The flight described below took place on 5 April 2012. Flight AF-4316 departed Marseille at 2:25 PM, arriving in Moscow (Sheremetyevo Airport) at 8:30 PM. The plane was an Airbus A320.
1. Marseille Provence Airport
Marseille Provence Airport looks like it's been stretched out in a line. The main terminal buildings date back to the 1960s, but there are also a few newer buildings. In front of the airport there's a single large parking lot for everyone (passengers, airport staff, rental car companies, etc). Beyond the parking lot are a few hotels, and beyond those, the highway, leading to Marseille and the Cote d'Azur to the East, or to Spain in the West.
A view of the airport from the parking lot:
The air control tower is to the right of the terminals:
An Etap hotel on the far side of the parking lot (only about 500 yards from the terminal). I would recommend staying at hotels from this chain when visiting France, as they offer reasonable comfort at a reasonable price:
International flights, including the flight to Moscow leave from the oldest terminal, designated "Hall 1".
The terminal from outside:
… and from inside:
Check-in area for the flight:
All in all I counted four such "halls" in Marseille's. Below you can see a photo of "Hall 4", which serves domestic flights to other cities in France:
For some reason there was no option to check in online or at a self check-in stand for the Marseille-Moscow flight, which I thought was a little strange for Air France. Check in was done the old-fashioned way at the check-in counter, and began 2 or 3 hours (I don't remember exactly) before the scheduled departure time.
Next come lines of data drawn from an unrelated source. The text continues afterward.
//! Project discovery, quota tracking, and account selection (spec.md C3/C4/C5)
//!
//! Cooldown state (C6) lives on [`credentials::Account`] itself and is
//! mutated through [`credentials::AccountStore`]; this crate only reads it
//! via `ready_accounts`/`pick`, keeping the dependency one-way: selection
//! and quota tracking depend on the credential store, never the reverse.

mod error;
mod project;
mod quota;
mod selector;

pub use error::{Error, Result};
pub use project::ProjectResolver;
pub use quota::{ModelQuotaView, QuotaStatus, QuotaTracker};
pub use selector::Selector;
The airport is clearly quite a bit bigger than it needs to be for the passenger volume it gets. Marseille is not a major hub by any description, so the airport felt very relaxed and unhurried. No lines to speak of. The waiting area was equipped with nice padded seats.
The waiting area for departing flights:
The airplanes park on an apron that stretches the length of the terminal.
The ATR-42 standing opposite our gate belongs to France's civil aviation authority.
Here is our airliner pulling up to the gate in its new Air France livery:
Departure was exactly on schedule. The Air France plane in the apron area:
A view of Provence Airport from the runway:
The plane took off over the Mediterranean and turned around. Below is a bird's eye view of the airport:
2. Air France Airbus A320
Our flight took place aboard an Airbus A320 with tail number F-HBNE. The airliner was delivered to Air France in April 2011. The cabin was in such pristine condition I would've sworn that it had come off the production line yesterday.
The cabin was divided by a partition into two classes: business and economy. Business class, as is now customary in Europe, had the same seats as economy class, with the only difference being the services provided and the fact that the center seats were left vacant.
The cabin was equipped with modern slim seats, which I'd already encountered on flights with other European companies. Their distinctive features are that the backs are much thinner and don't recline. However, thanks to the slim profile, there is more leg room and they are pretty comfortable despite being so close together.
The back of the seat has a folding table and a separate folding cup holder:
All of the upholstery in the cabin was Dark Navy Blue - one of Air France's official company colors. I've noted in my other reviews that European airlines seem to pay more attention to maintaining the "company style" at every step of the way. This manifested itself in seemingly tiny details like a bright red zigzagging line on the dark blue fabric of the seat and the red trim of the baggage compartments all throughout the cabin, which I have pictured below:
Other such little details include: red and blue napkins that came with meals, red badges on the blue uniforms of flight attendants. The same color scheme can also be seen on the company's website, in their emails, on the boarding passes, etc.
3. In-Flight Service
On the Marseille-Moscow flight, Air France offered the following services: snacks, drinks (water, juices, white and red wine), magazines. There was no entertainment systems (audio, video and the like) on this A320.
There was no choice of main course when it came to the in-flight meal, but everything was very good, and included fish, potatoes, cheese, bread (a mini baguette), and salad. I liked the cutlery - it was plastic, but not flimsy as plastic cutlery tends to be.
After the main meal came dessert: chocolate chip cookies with hot tea or coffee.
The literature consisted of Air France's official inflight magazine, as well as a women's magazine I'd never heard of called "Madame".
During the flight, water was distributed often and generously.
Flight attendants at work:
The flight from Marseille to Moscow is 3.5 hours. By the time we arrived in Sheremetyevo, it was already getting dark.
P.S. One more thing about Air France. The day after the flight I received a thank-you email, again featuring the red-and-navy company colors. I thought it was a very nice touch!